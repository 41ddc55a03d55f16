//! Check command report data structures.

use std::path::PathBuf;

use super::output::{Output, Report};

/// Report data from manifest validation.
#[derive(Debug)]
pub struct CheckReport {
    pub config_path: PathBuf,
    pub project_name: String,
    pub stack: String,
    pub class_count: usize,
    pub relationship_count: usize,
    pub errors: Vec<String>,
    pub warnings: Vec<String>,
    pub infos: Vec<String>,
}

impl CheckReport {
    /// Whether the check passed (no errors).
    pub fn is_valid(&self) -> bool {
        self.errors.is_empty()
    }
}

impl Report for CheckReport {
    fn render(&self, out: &mut dyn Output) {
        for error in &self.errors {
            out.error(error);
        }
        for warning in &self.warnings {
            out.warning(warning);
        }
        for info in &self.infos {
            out.preformatted(&format!("info: {}", info));
        }

        if !self.warnings.is_empty() || !self.errors.is_empty() {
            out.newline();
        }

        if !self.is_valid() {
            out.preformatted(&format!(
                "✗ {} has {} error{}",
                self.config_path.display(),
                self.errors.len(),
                if self.errors.len() == 1 { "" } else { "s" }
            ));
            return;
        }

        out.preformatted(&format!("✓ {} is valid", self.config_path.display()));
        out.newline();
        out.key_value_indented("Project", &self.project_name);
        out.key_value_indented("Stack", &self.stack);
        out.key_value_indented("Classes", &self.class_count.to_string());
        out.key_value_indented("Relationships", &self.relationship_count.to_string());
    }
}

#[cfg(test)]
mod tests {
    use super::*;
    use crate::reports::RecordingOutput;

    fn report(errors: Vec<String>) -> CheckReport {
        CheckReport {
            config_path: PathBuf::from("kiln.toml"),
            project_name: "shop".into(),
            stack: "django".into(),
            class_count: 3,
            relationship_count: 2,
            errors,
            warnings: vec!["class 'Tag' declares no attributes".into()],
            infos: Vec::new(),
        }
    }

    #[test]
    fn test_valid_report() {
        let report = report(Vec::new());
        assert!(report.is_valid());

        let mut out = RecordingOutput::default();
        report.render(&mut out);
        let text = out.text();
        assert!(text.contains("✓ kiln.toml is valid"));
        assert!(text.contains("  Classes: 3\n  Relationships: 2"));
    }

    #[test]
    fn test_invalid_report() {
        let report = report(vec!["class 'Order' has a relationship to unknown class 'Ledger'".into()]);
        assert!(!report.is_valid());

        let mut out = RecordingOutput::default();
        report.render(&mut out);
        let text = out.text();
        assert!(text.starts_with("error: class 'Order'"));
        assert!(text.ends_with("✗ kiln.toml has 1 error"));
    }
}
//! Intermediate representation types for the kiln backend generator.
//!
//! These types are the single source of truth consumed by the generation
//! engine.
//!
//! # Architecture
//!
//! ```text
//! kiln.toml (TOML) → kiln-manifest (parsing) → kiln-ir (domain types) → codegen
//! ```
//!
//! The IR is stack-agnostic: nothing here knows about Java, TypeScript or
//! Python.

mod config;
mod domain;
mod metadata;
mod model;

pub use config::{
    AuditFieldNames, CacheStrategy, CascadeType, ClassOverrides, FetchType, GlobalConfig,
    IdStrategy, IdType, LookbackWindow, RoleHint, TimeUnit,
};
pub use domain::{DomainIR, ProjectMeta};
pub use metadata::{
    CacheSpec, Capabilities, DomainRole, EffectiveMetadata, IdSpec, NamingRules,
    RelationDefaults, SoftDeleteSpec, StateCapability,
};
pub use model::{Attribute, AttributeType, Cardinality, ClassModel, Relationship, SemanticType};
//! Lint for class and attribute naming conventions.

use kiln_core::{to_camel_case, to_pascal_case};
use kiln_ir::DomainIR;

use super::super::Lint;
use crate::pipeline::Diagnostic;

/// Lint that warns when class names are not PascalCase or attribute names
/// are not camelCase.
pub struct ClassNamingLint;

impl Lint for ClassNamingLint {
    fn name(&self) -> &'static str {
        "class-naming"
    }

    fn description(&self) -> &'static str {
        "Check that classes are PascalCase and attributes camelCase"
    }

    fn check(&self, ir: &DomainIR, diagnostics: &mut Vec<Diagnostic>) {
        for class in &ir.classes {
            let expected = to_pascal_case(&class.name);
            if expected != class.name {
                diagnostics.push(
                    Diagnostic::warning(
                        "validate",
                        format!(
                            "class '{}' should be PascalCase (e.g., '{}')",
                            class.name, expected
                        ),
                    )
                    .with_code("class-naming")
                    .for_class(&class.name)
                    .at(format!("classes.{}", class.name)),
                );
            }

            for attr in &class.attributes {
                let expected = to_camel_case(&attr.name);
                if expected != attr.name {
                    diagnostics.push(
                        Diagnostic::warning(
                            "validate",
                            format!(
                                "attribute '{}' should be camelCase (e.g., '{}')",
                                attr.name, expected
                            ),
                        )
                        .with_code("class-naming")
                        .for_class(&class.name)
                        .at(format!("classes.{}.attributes.{}", class.name, attr.name)),
                    );
                }
            }
        }
    }
}

#[cfg(test)]
mod tests {
    use kiln_ir::{Attribute, ClassModel, ProjectMeta, SemanticType};

    use super::*;

    fn check(ir: &DomainIR) -> Vec<Diagnostic> {
        let mut diagnostics = Vec::new();
        ClassNamingLint.check(ir, &mut diagnostics);
        diagnostics
    }

    #[test]
    fn test_valid_names() {
        let ir = DomainIR::new(ProjectMeta::new("shop")).class(
            ClassModel::new("OrderItem")
                .attribute(Attribute::new("unitPrice", SemanticType::Double)),
        );
        assert!(check(&ir).is_empty());
    }

    #[test]
    fn test_snake_case_class() {
        let ir = DomainIR::new(ProjectMeta::new("shop")).class(ClassModel::new("order_item"));
        let diagnostics = check(&ir);

        assert_eq!(diagnostics.len(), 1);
        assert!(diagnostics[0].message.contains("'OrderItem'"));
        assert!(diagnostics[0].severity.is_warning());
    }

    #[test]
    fn test_snake_case_attribute() {
        let ir = DomainIR::new(ProjectMeta::new("shop")).class(
            ClassModel::new("Order").attribute(Attribute::new("unit_price", SemanticType::Double)),
        );
        let diagnostics = check(&ir);

        assert_eq!(diagnostics.len(), 1);
        assert_eq!(
            diagnostics[0].location.as_deref(),
            Some("classes.Order.attributes.unit_price")
        );
    }
}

=====

▶ Action item
Please copy out every line of the preceding listing that carries "SemanticType".

▶ Answer box
pub use model::{Attribute, AttributeType, Cardinality, ClassModel, Relationship, SemanticType};
    use kiln_ir::{Attribute, ClassModel, ProjectMeta, SemanticType};
                .attribute(Attribute::new("unitPrice", SemanticType::Double)),
            ClassModel::new("Order").attribute(Attribute::new("unit_price", SemanticType::Double)),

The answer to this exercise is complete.